Third week running and still no job, I l began to despair. Strangely, though, even if I had not still mentally accepted Canada, Canada had somehow accepted me. I was slowly beginning to blend in. Nothing seemed like a new experience anymore. Everything seemed routine. Even the sunlight that streamed down until the late evening hours seemed normal.
First job woes
I got my first job a day before Canada Day; still a far cry from my last corporate job, but at least it gave me somewhere to start from. I left my first job one month later and my second job three months later. And so it went on, until I got into a company where I eventually found strong footing. Many months later I had popped into my first place of work hoping to see a familiar face. Apart from the owner-manager, there was nobody I knew. Everyone had moved on.
Who am I?
I was all alone in Canada and bored; my parents were in India and I was yet to make friends outside work. In a desperate attempt to break up the boredom, I resorted to cooking new dishes and learning how to crochet with the help of YouTube. Two months later, I had crocheted coasters, a scarf and little motifs from leftover yarn. I also learned how to make cranberry sauce, make Mexican meatloaf and moussaka. It’s so true: it’s when you are alone that you discover yourself the best! Today, crochet and cooking are the two hobbies that I love the most.

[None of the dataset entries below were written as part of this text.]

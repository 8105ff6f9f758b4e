// SPDX-License-Identifier: MIT

//! Exercises the proxy engine directly against synthetic RADIUS packets,
//! without any sockets: build a minimal resolved configuration, push a
//! packet through ingress, inspect the upstream request table, then push a
//! synthetic upstream reply back through egress.

use std::collections::HashMap;
use std::net::{IpAddr, SocketAddr};
use std::sync::Arc;

use radsec_relay::client::Client;
use radsec_relay::config::ResolvedConfig;
use radsec_relay::engine::{Engine, Inbound, ReplyTarget};
use radsec_relay::peer::{AddrMatch, PeerConfig, PeerTable, Transport};
use radsec_relay::radius::attr::Code;
use radsec_relay::radius::{crypto, AttrType, Packet};
use radsec_relay::realm::{compile_realm_regex, Realm, RealmTable};
use radsec_relay::reply::ReplyQueue;

fn peer(name: &str, transport: Transport, secret: &str, addr: IpAddr) -> Arc<PeerConfig> {
    Arc::new(PeerConfig {
        name: name.to_string(),
        transport,
        host: addr.to_string(),
        port: 1812,
        addr: AddrMatch::exact(vec![addr]),
        secret: secret.to_string(),
        tls_context: None,
        cert_rules: Vec::new(),
        rewrite_in: None,
        rewrite_out: None,
        rewrite_username: None,
        status_server: false,
    })
}

fn one_client_one_server_engine() -> (Arc<Engine>, SocketAddr) {
    let client_addr: IpAddr = "198.51.100.5".parse().unwrap();
    let server_addr: IpAddr = "203.0.113.9".parse().unwrap();

    let client_cfg = peer("nas1", Transport::Udp, "clientsecret", client_addr);
    let server_cfg = peer("upstream1", Transport::Udp, "serversecret", server_addr);

    let realm = Realm {
        name: "example.org".to_string(),
        regex: compile_realm_regex("example.org").unwrap(),
        servers: vec!["upstream1".to_string()],
        reply_message: None,
    };

    let resolved = ResolvedConfig {
        listen_udp: None,
        listen_tcp: None,
        listen_accounting_udp: None,
        source_udp: None,
        source_tcp: None,
        log_level: 2,
        log_destination: None,
        clients: PeerTable::new(vec![client_cfg]),
        servers: vec![server_cfg],
        realms: RealmTable::new(vec![Arc::new(realm)]),
        tls_contexts: HashMap::new(),
    };

    let engine = Engine::new(resolved);
    let downstream_addr = SocketAddr::new(client_addr, 34567);
    (engine, downstream_addr)
}

fn access_request(id: u8, auth: [u8; 16], username: &[u8], password_cipher: Option<&[u8]>) -> Packet {
    let mut pkt = Packet::new(Code::AccessRequest as u8, id, auth);
    pkt.append_attr(AttrType::UserName.id(), username);
    if let Some(cipher) = password_cipher {
        pkt.append_attr(AttrType::UserPassword.id(), cipher);
    }
    pkt
}

#[test]
fn access_request_is_forwarded_and_reply_routed_back() {
    let (engine, downstream_addr) = one_client_one_server_engine();

    let client_cfg = engine.clients.by_name("nas1").unwrap().clone();
    let queue = Arc::new(ReplyQueue::new());
    let client = Arc::new(Client::new_udp(client_cfg.clone(), queue.clone()));
    let inbound = Inbound {
        client: client.clone(),
        reply_target: ReplyTarget::Udp { addr: downstream_addr, queue: queue.clone() },
    };

    let orig_auth = [0x11u8; 16];
    let mut plain_password = b"hunter2".to_vec();
    plain_password.resize(16, 0);
    let cipher = crypto::pwd_encrypt(&plain_password, b"clientsecret", &orig_auth).unwrap();
    let request = access_request(5, orig_auth, b"bob@example.org", Some(&cipher));

    engine.handle_downstream_packet(request.into_bytes(), &inbound);

    let server = engine.server_by_name("upstream1").unwrap().clone();
    let (new_id, server_auth, outbound) = {
        let st = server.requests.lock();
        let (id, rq) = st
            .slots
            .iter()
            .enumerate()
            .find_map(|(i, slot)| slot.as_ref().map(|rq| (i as u8, rq)))
            .expect("request was inserted");
        assert_eq!(rq.orig_id, 5);
        assert_eq!(rq.orig_authenticator, orig_auth);
        (id, rq.outbound[4..20].to_vec(), rq.outbound.clone())
    };

    // The password attribute must have been re-encrypted under the
    // server's secret and the new (random) upstream authenticator, not
    // simply forwarded as-is.
    let forwarded = Packet::from_received(outbound).unwrap();
    assert_ne!(forwarded.attr_value(AttrType::UserPassword.id()).unwrap(), cipher.as_slice());
    let recovered = crypto::pwd_decrypt(forwarded.attr_value(AttrType::UserPassword.id()).unwrap(), b"serversecret", &server_auth).unwrap();
    assert_eq!(&recovered[..7], b"hunter2");

    // Simulate the upstream server's Access-Accept.
    let mut reply = Packet::new(Code::AccessAccept as u8, new_id, [0u8; 16]);
    crypto::sign_response(&mut reply, &server_auth, b"serversecret");
    // `retry_or_expire`/`insert` leave `tries == 0` until the writer thread
    // sends once; the reply path only accepts replies to requests that have
    // been sent at least once, so bump it the way `run_writer` would.
    server.requests.lock().slots[new_id as usize].as_mut().unwrap().tries = 1;

    engine.handle_upstream_reply(&server, reply);

    let delivered = queue.pop_blocking();
    assert_eq!(delivered.dest, Some(downstream_addr));
    let delivered_packet = Packet::from_received(delivered.packet).unwrap();
    assert_eq!(delivered_packet.id(), 5);
    assert_eq!(delivered_packet.code(), Code::AccessAccept as u8);
    assert!(crypto::validate_response(&delivered_packet, &orig_auth, b"clientsecret"));
}

#[test]
fn duplicate_access_request_is_suppressed() {
    let (engine, downstream_addr) = one_client_one_server_engine();

    let client_cfg = engine.clients.by_name("nas1").unwrap().clone();
    let queue = Arc::new(ReplyQueue::new());
    let client = Arc::new(Client::new_udp(client_cfg, queue.clone()));
    let inbound = Inbound {
        client: client.clone(),
        reply_target: ReplyTarget::Udp { addr: downstream_addr, queue: queue.clone() },
    };

    let request = access_request(9, [0x22u8; 16], b"alice@example.org", None);
    engine.handle_downstream_packet(request.into_bytes(), &inbound);

    let server = engine.server_by_name("upstream1").unwrap().clone();
    let filled_before = server.requests.lock().slots.iter().filter(|s| s.is_some()).count();
    assert_eq!(filled_before, 1);

    let duplicate = access_request(9, [0x22u8; 16], b"alice@example.org", None);
    engine.handle_downstream_packet(duplicate.into_bytes(), &inbound);

    let filled_after = server.requests.lock().slots.iter().filter(|s| s.is_some()).count();
    assert_eq!(filled_after, 1, "duplicate request must not allocate a second slot");
}

#[test]
fn unmatched_realm_is_dropped_without_panicking() {
    let (engine, downstream_addr) = one_client_one_server_engine();

    let client_cfg = engine.clients.by_name("nas1").unwrap().clone();
    let queue = Arc::new(ReplyQueue::new());
    let client = Arc::new(Client::new_udp(client_cfg, queue.clone()));
    let inbound = Inbound {
        client: client.clone(),
        reply_target: ReplyTarget::Udp { addr: downstream_addr, queue: queue.clone() },
    };

    let request = access_request(1, [0x33u8; 16], b"carol@unknown.invalid", None);
    engine.handle_downstream_packet(request.into_bytes(), &inbound);

    let server = engine.server_by_name("upstream1").unwrap().clone();
    assert!(server.requests.lock().slots.iter().all(|s| s.is_none()));
    assert!(queue.is_empty());
}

By the time 2011 drew to a close, I had braved my first winter in Canada. Yes, winter in Canada may be hard and brutal, but not truly impossible.
Four-and-a-half years after arriving, as I took my oath of citizenship, I realized how quickly time had flown. From a nervous nail-biting immigrant, I had grown to be the person whom I was. From the very first job, to the first Tim Hortons coffee to the first snowfall … yes, everything had played an important role in shaping me as a person.
Coming home to Canada
The first thing I did after getting my Canadian passport was to apply for a visitor visa to India. It seemed so ironic; I now needed a visa to travel to my own homeland!
My journey to Chennai, my hometown, was nothing short of an emotional rollercoaster. Chennai had changed. Everything seemed different. However, as I walked around my family’s house later, I realized nothing had changed there. And that was when the truth finally hit me — I had changed. All the while in Canada, I felt like an Indian with a Canadian passport, but, once in India, I felt more like a Canadian with an Indian soul. Which one of the two was I? All I know is that I love both countries equally. If it weren’t for what India had taught me, I would have never managed all those lonely years by myself; and if it weren’t for what Canada has shaped me into, I would have never reached where I am right now.
My mind goes to one of my favourite quotations: “For everything you have missed; you have gained something else, and for everything you gain; you lose something else. It is about your outlook toward life; you can either regret or rejoice.”
I choose to rejoice — because, somewhere in these six years in Canada, I have actually found my way home!